La transformación no se mide por cuántos obedecen, sino por cuántas conciencias despiertan.
La defensa de la soberanía nacional se está convirtiendo, en el Estado de México, en algo bastante más terrenal: una demostración de fuerza entre los grupos que disputan el control político de Morena rumbo a 2029.
Las asambleas convocadas bajo las consignas de la presidenta Claudia Sheinbaum Pardo —“Colaboración sí, subordinación no” y “A México se le respeta”— comenzaron como una respuesta política frente a las presiones provenientes de Estados Unidos; sin embargo, han cambiado el discurso frente a otra realidad y es el pretender mostrar musculo político donde quién moviliza más, quién controla más territorio y quién conserva la estructura más robusta dentro del movimiento, tiene el aval de la población, pero no es así.
Durante abril y mayo todavía la unidad en torno a la Soberanía Nacional se percibía con entusiasmo y agrado; pero en los meses de junio, julio y agosto, particularmente en el oriente mexiquense, esa imagen comenzó a reflejar otra realidad y mostrar fracturas.
Hasta el momento diversas fuerzas políticas se muestran en el tablero, pretendiendo mostrar su capacidad de fortaleza política.
Ya no se trata únicamente de llenar plazas para respaldar a la presidenta: cada concentración funciona también como termómetro para medir estructuras, operadores, capacidad territorial y lealtades. La soberanía sigue en el discurso; la sucesión mexiquense comienza a aparecer en los templetes.
La disputa tiene números que explican su intensidad. La Zona Oriente del Estado de México concentra más de 5.2 millones de habitantes y representa uno de los mayores espacios electorales de la entidad, de ahí que el Plan Integral para la Zona Oriente también tenga una inevitable lectura política, además de su dimensión social y presupuestal, sin ignorar que fue una zona olvidada por la oposición cuando tenía el poder.

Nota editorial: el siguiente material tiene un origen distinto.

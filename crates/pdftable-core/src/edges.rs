//! Edge derivation from drawn primitives and from word alignment.

use crate::geometry::{BBox, Color, Orientation, Point};
use crate::shapes::{LinePath, RectPrim};
use crate::words::Word;

/// Tolerance for classifying a segment as axis-aligned.
pub const EDGE_AXIS_TOLERANCE: f64 = 1e-6;

/// Where an edge came from, kept for diagnostics; it never influences
/// downstream pipeline stages beyond normalization's inherited color/width.
#[derive(Debug, Clone, Copy, PartialEq, Eq)]
#[cfg_attr(feature = "serde", derive(serde::Serialize, serde::Deserialize))]
pub enum EdgeSource {
    /// A straight segment of a drawn line.
    Line,
    /// The top border of a rect.
    RectTop,
    /// The bottom border of a rect.
    RectBottom,
    /// The left border of a rect.
    RectLeft,
    /// The right border of a rect.
    RectRight,
    /// Synthesized from text alignment, not from a drawn primitive.
    Stream,
}

/// A horizontal or vertical edge.
#[derive(Debug, Clone, PartialEq)]
#[cfg_attr(feature = "serde", derive(serde::Serialize, serde::Deserialize))]
pub struct Edge {
    /// Whether this is a horizontal or vertical edge.
    pub orientation: Orientation,
    /// Start x.
    pub x0: f64,
    /// Start y.
    pub y0: f64,
    /// End x.
    pub x1: f64,
    /// End y.
    pub y1: f64,
    /// Stroke width in page units.
    pub stroke_width: f64,
    /// Stroke (or fill, for a fill-only rect border) color.
    pub color: Option<Color>,
    /// What produced this edge.
    pub source: EdgeSource,
}

impl Edge {
    /// Length along the edge's own axis.
    pub fn length(&self) -> f64 {
        match self.orientation {
            Orientation::Horizontal => (self.x1 - self.x0).abs(),
            Orientation::Vertical => (self.y1 - self.y0).abs(),
        }
    }

    /// The coordinate constant along this edge's axis (its `y` for a
    /// horizontal edge, its `x` for a vertical one).
    pub fn axis_coord(&self) -> f64 {
        match self.orientation {
            Orientation::Horizontal => self.y0,
            Orientation::Vertical => self.x0,
        }
    }

    /// The span of this edge along its own direction: `(x0, x1)` for
    /// horizontal, `(y0, y1)` for vertical, always ordered low-to-high.
    pub fn span(&self) -> (f64, f64) {
        match self.orientation {
            Orientation::Horizontal => (self.x0.min(self.x1), self.x0.max(self.x1)),
            Orientation::Vertical => (self.y0.min(self.y1), self.y0.max(self.y1)),
        }
    }
}

/// Classify a segment's orientation; `None` for anything not axis-aligned
/// within [`EDGE_AXIS_TOLERANCE`].
fn classify_segment(a: Point, b: Point) -> Option<Orientation> {
    let dx = (b.x - a.x).abs();
    let dy = (b.y - a.y).abs();
    if dy < EDGE_AXIS_TOLERANCE {
        Some(Orientation::Horizontal)
    } else if dx < EDGE_AXIS_TOLERANCE {
        Some(Orientation::Vertical)
    } else {
        None
    }
}

fn edge_from_segment(a: Point, b: Point, stroke_width: f64, color: Option<Color>) -> Option<Edge> {
    let orientation = classify_segment(a, b)?;
    Some(Edge {
        orientation,
        x0: a.x,
        y0: a.y,
        x1: b.x,
        y1: b.y,
        stroke_width,
        color,
        source: EdgeSource::Line,
    })
}

/// Derive the (up to 4) border edges of a rect. `include_fill_only` decides
/// whether a rect with no stroke but a fill still contributes edges — true
/// under the `lines` strategy, false under `lines_strict`.
fn edges_from_rect(rect: &RectPrim, include_fill_only: bool) -> Vec<Edge> {
    let painted = rect.stroke_color.is_some() || (include_fill_only && rect.fill_color.is_some());
    if !painted {
        return Vec::new();
    }
    let color = rect.stroke_color.or(rect.fill_color);
    let b = &rect.bbox;
    vec![
        Edge {
            orientation: Orientation::Horizontal,
            x0: b.x0,
            y0: b.y0,
            x1: b.x1,
            y1: b.y0,
            stroke_width: rect.stroke_width,
            color,
            source: EdgeSource::RectTop,
        },
        Edge {
            orientation: Orientation::Horizontal,
            x0: b.x0,
            y0: b.y1,
            x1: b.x1,
            y1: b.y1,
            stroke_width: rect.stroke_width,
            color,
            source: EdgeSource::RectBottom,
        },
        Edge {
            orientation: Orientation::Vertical,
            x0: b.x0,
            y0: b.y0,
            x1: b.x0,
            y1: b.y1,
            stroke_width: rect.stroke_width,
            color,
            source: EdgeSource::RectLeft,
        },
        Edge {
            orientation: Orientation::Vertical,
            x0: b.x1,
            y0: b.y0,
            x1: b.x1,
            y1: b.y1,
            stroke_width: rect.stroke_width,
            color,
            source: EdgeSource::RectRight,
        },
    ]
}

/// Derive all edges from lines and rects, dropping anything shorter
/// than `prefilter_min_length` before it ever reaches normalization.
///
/// `include_fill_only_rects` corresponds to the `lines` strategy including
/// fill-only rects; `lines_strict` passes `false`.
pub fn derive_edges(
    lines: &[LinePath],
    rects: &[RectPrim],
    include_fill_only_rects: bool,
    prefilter_min_length: f64,
) -> Vec<Edge> {
    let mut edges = Vec::new();

    for line in lines {
        for (a, b) in line.straight_segments() {
            if let Some(edge) = edge_from_segment(a, b, line.stroke_width, line.stroke_color) {
                edges.push(edge);
            }
        }
    }

    for rect in rects {
        edges.extend(edges_from_rect(rect, include_fill_only_rects));
    }

    edges.retain(|e| e.length() >= prefilter_min_length);
    edges
}

/// Cluster word edge-coordinates for text-based edge synthesis.
///
/// `keys` pairs each word's clustering key (x-start/x-end/x-center, or the
/// y equivalents) with the word's extent along the cross axis. Equal-radius
/// clustering: sort by key, start a new cluster whenever the gap from the
/// running cluster mean exceeds `tolerance`.
fn cluster_keys(mut keys: Vec<(f64, f64, f64)>, tolerance: f64) -> Vec<(f64, f64, f64, usize)> {
    keys.sort_by(|a, b| a.0.partial_cmp(&b.0).unwrap());
    let mut clusters: Vec<Vec<(f64, f64, f64)>> = Vec::new();
    for key in keys {
        match clusters.last_mut() {
            Some(cluster) => {
                let mean: f64 = cluster.iter().map(|k| k.0).sum::<f64>() / cluster.len() as f64;
                if (key.0 - mean).abs() <= tolerance {
                    cluster.push(key);
                    continue;
                }
                clusters.push(vec![key]);
            }
            None => clusters.push(vec![key]),
        }
    }
    clusters
        .into_iter()
        .map(|cluster| {
            let mean: f64 = cluster.iter().map(|k| k.0).sum::<f64>() / cluster.len() as f64;
            let lo = cluster.iter().map(|k| k.1).fold(f64::INFINITY, f64::min);
            let hi = cluster.iter().map(|k| k.2).fold(f64::NEG_INFINITY, f64::max);
            (mean, lo, hi, cluster.len())
        })
        .collect()
}

/// Synthesize vertical pseudo-edges from word x-alignment.
pub fn words_to_edges_vertical(words: &[Word], min_words: usize, snap_x_tolerance: f64) -> Vec<Edge> {
    let mut all_keys = Vec::new();
    for word in words {
        for x in [word.bbox.x0, word.bbox.x1, word.bbox.center().x] {
            all_keys.push((x, word.bbox.y0, word.bbox.y1));
        }
    }
    cluster_keys(all_keys, snap_x_tolerance)
        .into_iter()
        .filter(|(_, _, _, count)| *count >= min_words)
        .map(|(x, y0, y1, _)| Edge {
            orientation: Orientation::Vertical,
            x0: x,
            y0,
            x1: x,
            y1,
            stroke_width: 0.0,
            color: None,
            source: EdgeSource::Stream,
        })
        .collect()
}

/// Synthesize horizontal pseudo-edges from word y-alignment.
pub fn words_to_edges_horizontal(words: &[Word], min_words: usize, snap_y_tolerance: f64) -> Vec<Edge> {
    let mut all_keys = Vec::new();
    for word in words {
        for y in [word.bbox.y0, word.bbox.y1, word.bbox.center().y] {
            all_keys.push((y, word.bbox.x0, word.bbox.x1));
        }
    }
    cluster_keys(all_keys, snap_y_tolerance)
        .into_iter()
        .filter(|(_, _, _, count)| *count >= min_words)
        .map(|(y, x0, x1, _)| Edge {
            orientation: Orientation::Horizontal,
            x0,
            y0: y,
            x1,
            y1: y,
            stroke_width: 0.0,
            color: None,
            source: EdgeSource::Stream,
        })
        .collect()
}

/// Run both axes of text-based edge synthesis, honoring the respective
/// `min_words_*` thresholds; the `vertical`/`horizontal` flags gate whether
/// that axis runs at all (only the `text` strategy triggers it).
pub fn words_to_edges_stream(
    words: &[Word],
    vertical: bool,
    horizontal: bool,
    min_words_vertical: usize,
    min_words_horizontal: usize,
    snap_x_tolerance: f64,
    snap_y_tolerance: f64,
) -> Vec<Edge> {
    let mut edges = Vec::new();
    if vertical {
        edges.extend(words_to_edges_vertical(words, min_words_vertical, snap_x_tolerance));
    }
    if horizontal {
        edges.extend(words_to_edges_horizontal(words, min_words_horizontal, snap_y_tolerance));
    }
    edges
}

#[cfg(test)]
mod tests {
    use super::*;
    use crate::geometry::BBox;
    use crate::text::Char;

    fn make_word(text: &str, x0: f64, y0: f64, x1: f64, y1: f64) -> Word {
        Word {
            text: text.to_string(),
            bbox: BBox::new(x0, y0, x1, y1),
            chars: vec![Char {
                text: text.chars().next(),
                bbox: BBox::new(x0, y0, x1, y1),
                rotation: 0.0,
                upright: true,
                fontname: "Test".into(),
                size: 12.0,
            }],
        }
    }

    #[test]
    fn derive_edges_line_classification() {
        let lines = vec![
            LinePath::straight_segment(0.0, 50.0, 100.0, 50.0, 1.0),
            LinePath::straight_segment(50.0, 0.0, 50.0, 100.0, 1.0),
        ];
        let edges = derive_edges(&lines, &[], true, 0.0);
        assert_eq!(edges.len(), 2);
        assert_eq!(edges[0].orientation, Orientation::Horizontal);
        assert_eq!(edges[1].orientation, Orientation::Vertical);
    }

    #[test]
    fn derive_edges_diagonal_line_dropped() {
        let lines = vec![LinePath::straight_segment(0.0, 0.0, 100.0, 100.0, 1.0)];
        let edges = derive_edges(&lines, &[], true, 0.0);
        assert!(edges.is_empty());
    }

    #[test]
    fn derive_edges_rect_produces_four() {
        let rect = RectPrim {
            bbox: BBox::new(10.0, 20.0, 110.0, 70.0),
            fill_color: None,
            stroke_color: Some(Color::black()),
            stroke_width: 1.0,
        };
        let edges = derive_edges(&[], &[rect], true, 0.0);
        assert_eq!(edges.len(), 4);
    }

    #[test]
    fn fill_only_rect_included_under_lines_not_lines_strict() {
        let rect = RectPrim {
            bbox: BBox::new(10.0, 20.0, 110.0, 70.0),
            fill_color: Some(Color::black()),
            stroke_color: None,
            stroke_width: 0.0,
        };
        assert_eq!(derive_edges(&[], &[rect.clone()], true, 0.0).len(), 4);
        assert_eq!(derive_edges(&[], &[rect], false, 0.0).len(), 0);
    }

    #[test]
    fn prefilter_drops_short_edges() {
        let lines = vec![LinePath::straight_segment(0.0, 0.0, 2.0, 0.0, 1.0)];
        assert_eq!(derive_edges(&lines, &[], true, 1.0).len(), 1);
        assert_eq!(derive_edges(&lines, &[], true, 5.0).len(), 0);
    }

    #[test]
    fn words_to_edges_vertical_requires_min_words() {
        let words = vec![
            make_word("a", 10.0, 0.0, 20.0, 10.0),
            make_word("b", 10.0, 20.0, 20.0, 30.0),
        ];
        assert!(words_to_edges_vertical(&words, 3, 3.0).is_empty());
        assert_eq!(words_to_edges_vertical(&words, 2, 3.0).len() > 0, true);
    }

    #[test]
    fn words_to_edges_horizontal_clusters_by_row() {
        let words = vec![
            make_word("a", 0.0, 10.0, 10.0, 20.0),
            make_word("b", 20.0, 10.0, 30.0, 20.0),
        ];
        let edges = words_to_edges_horizontal(&words, 1, 3.0);
        assert!(!edges.is_empty());
        assert!(edges.iter().all(|e| e.orientation == Orientation::Horizontal));
    }
}
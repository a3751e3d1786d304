//! Character data extracted from a PDF page.

use crate::geometry::BBox;

/// A single character extracted from a PDF page.
///
/// `text` is `None` for glyphs that don't map to a Unicode scalar value
/// (e.g. unmapped Type 3 glyphs) — such chars still occupy space and
/// contribute to word bounding boxes, but never contribute text.
#[derive(Debug, Clone, PartialEq)]
#[cfg_attr(feature = "serde", derive(serde::Serialize, serde::Deserialize))]
pub struct Char {
    /// The Unicode scalar this glyph represents, if any.
    pub text: Option<char>,
    /// Bounding box in top-left origin coordinates.
    pub bbox: BBox,
    /// Rotation of the glyph, in degrees, measured clockwise from upright.
    pub rotation: f64,
    /// Whether the glyph renders upright on the page (as opposed to being
    /// drawn sideways/upside-down by a rotated text matrix).
    pub upright: bool,
    /// Font name, carried through for diagnostics; unused by the pipeline.
    pub fontname: String,
    /// Font size in points, carried through for diagnostics; unused by the
    /// pipeline.
    pub size: f64,
}

impl Char {
    /// Rotation class: the nearest of 0/90/180/270 degrees within a small
    /// epsilon, or `None` for an arbitrary angle that doesn't snap to one of
    /// the four axis-aligned reading directions.
    pub fn rotation_class(&self) -> Option<i32> {
        const EPS: f64 = 1e-6;
        let normalized = self.rotation.rem_euclid(360.0);
        for class in [0, 90, 180, 270] {
            if (normalized - class as f64).abs() < EPS {
                return Some(class);
            }
        }
        None
    }

    /// Whether this char is whitespace. A glyph with no Unicode mapping is
    /// never considered blank.
    pub fn is_blank(&self) -> bool {
        match self.text {
            Some(c) => c.is_whitespace(),
            None => false,
        }
    }
}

Como no olvidar al PRI, el cual utilizaba concentraciones multitudinarias para presumir músculo, disciplina, estructura y mandar mensajes hacia dentro; hoy esas prácticas desean renacer al interior del movimiento regeneración.
Mientras los discursos hablan de defender al país frente a presiones externas, los grupos cuentan asistentes, territorios y estructuras.
Sin embargo, quienes tienen identidad, principios, ética y surgieron con la plena convicción del Cambio Verdadero fijan su actuar y proceder en fortalecer la verdadera transformación democrática, que es cuando los ciudadanos entiendan y respalden los cambios por convicción propia.
Un sistema basado en la conciencia es duradero porque los ciudadanos defienden activamente sus derechos e instituciones.
Quiénes se han olvidado de que el movimiento regeneración inicio a través de la Revolución de las Consciencias, casa por casa, calle por calle, colonia por colonia, pueblo por pueblo, región por región, se han olvidado de la Cuarta Transformación.
La Cuarta Transformación (4T) y la revolución de las conciencias formaron el proyecto político y social de México impulsado por Andrés Manuel López Obrador. Se define como un cambio pacífico de mentalidad y de valores para politizar a la sociedad, rechazar la corrupción y poner el poder público al servicio de la mayoría.
Recordemos que la Revolución de las Consciencias busca terminar con el sometimiento ideológico y el individualismo promovidos por el periodo neoliberal.
Fomenta que la población entienda y participe de manera activa en los asuntos públicos del país y utiliza la información, el diálogo, los círculos de estudio y la organización comunitaria.
En cuanto a la Cuarta Transformación sustenta la acción política en valores como la honestidad, la solidaridad y el amor al prójimo bajo el principio de "por el bien de todos, primeros los pobres".
Pretende erradicar la influencia de las antiguas élites políticas y económicas en las decisiones del Estado, donde simpatizantes y dirigentes del movimiento consideran este despertar social como el logro más importante y duradero de la 4T, por encima de las obras materiales o los cambios legales.
Por lo anterior, la Sucesión en el Edomex, no dependerá del musculo político ni de personajes, dependerá de quienes en un trabajo organizado, coordinado e integral consolide la Cuarta Transformación y la Revolución de las Consciencias, quién sea capaz de avanzar sobre ese sendero, logrará transcender de manera importante Rumbo al 2029 en la entidad más poblada del país y morena bien lo sabe, es momento de la transformación y el cambio verdadero.